O fato é que existe o Mundo Ocidental e o Mundo Oriental, e no meio deles, a África. Que não faz parte de mundo nenhum. Embora no mapa-múndi ocupe uma posição central, na verdade, é como se não existisse, a não ser em enredos culturais, como atração, nunca como realidade.

O fato é que a opinião pública mundial só percebe que a África existe quando a guerra, a fome e a seca atingem proporções catastróficas. Daí é provável que os astros da música pop promovam algum show beneficente. Ou que os chefes de Estado de países ricos, reunidos em algum evento, assinem compromissos solenes de “acabar com a miséria de uma vez por todas”. Prazos distantes são fixados para problemas urgentes. E a única urgência que se vê é a pressa com que as promessas são esquecidas. 

Enquanto isso, a fome produz doenças que já foram erradicadas em outros lugares. A mortalidade infantil da África é causada por males, já sanados, como malária, pneumonia, diarreia e sarampo. A AIDS continua aterrorizando uma população sem acesso a medicamentos retrovirais.

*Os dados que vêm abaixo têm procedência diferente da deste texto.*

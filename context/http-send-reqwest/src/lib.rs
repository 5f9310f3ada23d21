// Licensed to the Apache Software Foundation (ASF) under one
// or more contributor license agreements.  See the NOTICE file
// distributed with this work for additional information
// regarding copyright ownership.  The ASF licenses this file
// to you under the Apache License, Version 2.0 (the
// "License"); you may not use this file except in compliance
// with the License.  You may obtain a copy of the License at
//
//   http://www.apache.org/licenses/LICENSE-2.0
//
// Unless required by applicable law or agreed to in writing,
// software distributed under the License is distributed on an
// "AS IS" BASIS, WITHOUT WARRANTIES OR CONDITIONS OF ANY
// KIND, either express or implied.  See the License for the
// specific language governing permissions and limitations
// under the License.

//! Reqwest-based transport for agcod.
//!
//! `ReqwestHttpSend` implements [`HttpSend`] on top of a pooled
//! [`reqwest::Client`]. Every request is bounded by a timeout, 30 seconds
//! unless configured otherwise.
//!
//! ## Example
//!
//! ```no_run
//! use agcod_core::Context;
//! use agcod_http_send_reqwest::ReqwestHttpSend;
//! use std::time::Duration;
//!
//! let ctx = Context::new()
//!     .with_http_send(ReqwestHttpSend::default().with_timeout(Duration::from_secs(10)));
//! ```

use agcod_core::{Error, HttpSend, Result};
use async_trait::async_trait;
use bytes::Bytes;
use http_body_util::BodyExt;
use log::debug;
use reqwest::{Client, Request};
use std::time::Duration;

/// Timeout applied to every request unless overridden.
pub const DEFAULT_TIMEOUT: Duration = Duration::from_secs(30);

/// HttpSend implementation backed by `reqwest`.
///
/// Cloning is cheap and shares the underlying connection pool.
#[derive(Debug, Clone)]
pub struct ReqwestHttpSend {
    client: Client,
    timeout: Option<Duration>,
}

impl Default for ReqwestHttpSend {
    fn default() -> Self {
        Self::new(Client::new())
    }
}

impl ReqwestHttpSend {
    /// Create a new ReqwestHttpSend with a reqwest::Client.
    pub fn new(client: Client) -> Self {
        Self {
            client,
            timeout: Some(DEFAULT_TIMEOUT),
        }
    }

    /// Bound every request by `timeout`.
    pub fn with_timeout(mut self, timeout: Duration) -> Self {
        self.timeout = Some(timeout);
        self
    }

    /// Rely on whatever timeout the inner client was built with.
    pub fn without_timeout(mut self) -> Self {
        self.timeout = None;
        self
    }
}

#[async_trait]
impl HttpSend for ReqwestHttpSend {
    async fn http_send(&self, req: http::Request<Bytes>) -> Result<http::Response<Bytes>> {
        let mut req = Request::try_from(req).map_err(|e| {
            Error::request_invalid("failed to convert request").with_source(e)
        })?;
        if let Some(timeout) = self.timeout {
            *req.timeout_mut() = Some(timeout);
        }
        debug!("sending {} {}", req.method(), req.url());

        let resp: http::Response<_> = self
            .client
            .execute(req)
            .await
            .map_err(|e| Error::transport("failed to send request").with_source(e))?
            .into();

        let (parts, body) = resp.into_parts();
        let bs = BodyExt::collect(body)
            .await
            .map(|buf| buf.to_bytes())
            .map_err(|e| Error::transport("failed to read response body").with_source(e))?;
        Ok(http::Response::from_parts(parts, bs))
    }
}
// Licensed to the Apache Software Foundation (ASF) under one
// or more contributor license agreements.  See the NOTICE file
// distributed with this work for additional information
// regarding copyright ownership.  The ASF licenses this file
// to you under the Apache License, Version 2.0 (the
// "License"); you may not use this file except in compliance
// with the License.  You may obtain a copy of the License at
//
//   http://www.apache.org/licenses/LICENSE-2.0
//
// Unless required by applicable law or agreed to in writing,
// software distributed under the License is distributed on an
// "AS IS" BASIS, WITHOUT WARRANTIES OR CONDITIONS OF ANY
// KIND, either express or implied.  See the License for the
// specific language governing permissions and limitations
// under the License.

use crate::{constants::*, Credential};
use agcod_core::{Context, ProvideCredential, Result};
use async_trait::async_trait;

/// EnvCredentialProvider reads the generic AWS variables.
///
/// Both `AWS_ACCESS_KEY_ID` and `AWS_SECRET_ACCESS_KEY` must be set, otherwise
/// nothing is returned. `AWS_SESSION_TOKEN` is picked up when present.
#[derive(Debug, Default, Clone)]
pub struct EnvCredentialProvider;

impl EnvCredentialProvider {
    /// Create a provider reading the process variables through [`Context`].
    pub fn new() -> Self {
        Self
    }
}

#[async_trait]
impl ProvideCredential for EnvCredentialProvider {
    type Credential = Credential;

    async fn provide_credential(&self, ctx: &Context) -> Result<Option<Self::Credential>> {
        let (Some(ak), Some(sk)) = (
            ctx.env_var(AWS_ACCESS_KEY_ID),
            ctx.env_var(AWS_SECRET_ACCESS_KEY),
        ) else {
            return Ok(None);
        };

        Ok(Some(Credential {
            access_key_id: ak,
            secret_access_key: sk,
            session_token: ctx.env_var(AWS_SESSION_TOKEN),
            expires_in: None,
        }))
    }
}
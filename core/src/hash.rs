// Licensed to the Apache Software Foundation (ASF) under one
// or more contributor license agreements.  See the NOTICE file
// distributed with this work for additional information
// regarding copyright ownership.  The ASF licenses this file
// to you under the Apache License, Version 2.0 (the
// "License"); you may not use this file except in compliance
// with the License.  You may obtain a copy of the License at
//
//   http://www.apache.org/licenses/LICENSE-2.0
//
// Unless required by applicable law or agreed to in writing,
// software distributed under the License is distributed on an
// "AS IS" BASIS, WITHOUT WARRANTIES OR CONDITIONS OF ANY
// KIND, either express or implied.  See the License for the
// specific language governing permissions and limitations
// under the License.

//! Hash related utils.

use sha2::Digest;
use sha2::Sha256;

/// Hex encoded SHA256 hash.
///
/// Use this function instead of `hex::encode(sha256(content))` can reduce
/// extra copy.
pub fn hex_sha256(content: &[u8]) -> String {
    hex::encode(Sha256::digest(content).as_slice())
}
// Licensed to the Apache Software Foundation (ASF) under one
// or more contributor license agreements.  See the NOTICE file
// distributed with this work for additional information
// regarding copyright ownership.  The ASF licenses this file
// to you under the Apache License, Version 2.0 (the
// "License"); you may not use this file except in compliance
// with the License.  You may obtain a copy of the License at
//
//   http://www.apache.org/licenses/LICENSE-2.0
//
// Unless required by applicable law or agreed to in writing,
// software distributed under the License is distributed on an
// "AS IS" BASIS, WITHOUT WARRANTIES OR CONDITIONS OF ANY
// KIND, either express or implied.  See the License for the
// specific language governing permissions and limitations
// under the License.

use crate::Credential;
use agcod_core::{Context, ProvideCredential, Result};
use async_trait::async_trait;

/// StaticCredentialProvider always hands out the same credential.
///
/// AGCOD partners are issued a long-lived key pair, so this is usually all a
/// deployment needs.
#[derive(Debug, Clone)]
pub struct StaticCredentialProvider {
    credential: Credential,
}

impl StaticCredentialProvider {
    /// Hand out `access_key_id` and `secret_access_key`.
    pub fn new(access_key_id: &str, secret_access_key: &str) -> Self {
        Self {
            credential: Credential {
                access_key_id: access_key_id.to_string(),
                secret_access_key: secret_access_key.to_string(),
                session_token: None,
                expires_in: None,
            },
        }
    }

    /// Attach a session token, for temporary keys.
    pub fn with_session_token(mut self, token: &str) -> Self {
        self.credential.session_token = Some(token.to_string());
        self
    }
}

impl From<Credential> for StaticCredentialProvider {
    fn from(credential: Credential) -> Self {
        Self { credential }
    }
}

#[async_trait]
impl ProvideCredential for StaticCredentialProvider {
    type Credential = Credential;

    async fn provide_credential(&self, _: &Context) -> Result<Option<Credential>> {
        Ok(Some(self.credential.clone()))
    }
}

Tudo isso é o fruto podre de uma história ácida. 

A partir do século XVI, o continente africano se tornou fornecedor de mão de obra escrava. Milhões de negros, submetidos a condições sub-humanas, atravessaram o Atlântico para o trabalho forçado nas Américas. Em 1885, representantes das potências europeias, reunidos em Berlim, traçaram um novo mapa para a África e a repartiram entre si. A divisão, porém, foi feita por quem nunca havia pisado no continente. Fronteiras artificiais definidas pelas potências separaram para sempre povos inteiros, quando não colocaram do mesmo lado inimigos mortais. Até hoje o solo da mãe África vem sendo irrigado com o sangue de seus próprios filhos.

A África é um continente de ressentimentos. Mas nem sempre foi assim. A terra jovem de onde o Homo sapiens saiu para desbravar o mundo é, hoje, uma velha senhora espoliada, sentada à sarjeta por onde passa o lixo do mundo. Mas nem sempre foi assim. É só lembrar do Egito Antigo para constatar que, realmente, nem sempre foi assim.

Diante da miséria do mundo, não há como não perguntar para quem, mesmo, Jesus nasceu? A resposta se encontra em nossos presépios. Ele nasceu para todos: dos pastores, ali perto, aos magos, lá longe. Para todos. Sem a menor dúvida, para a África também. Parece que o mundo não quer saber disso. Mas já passou da hora de saber, não passou?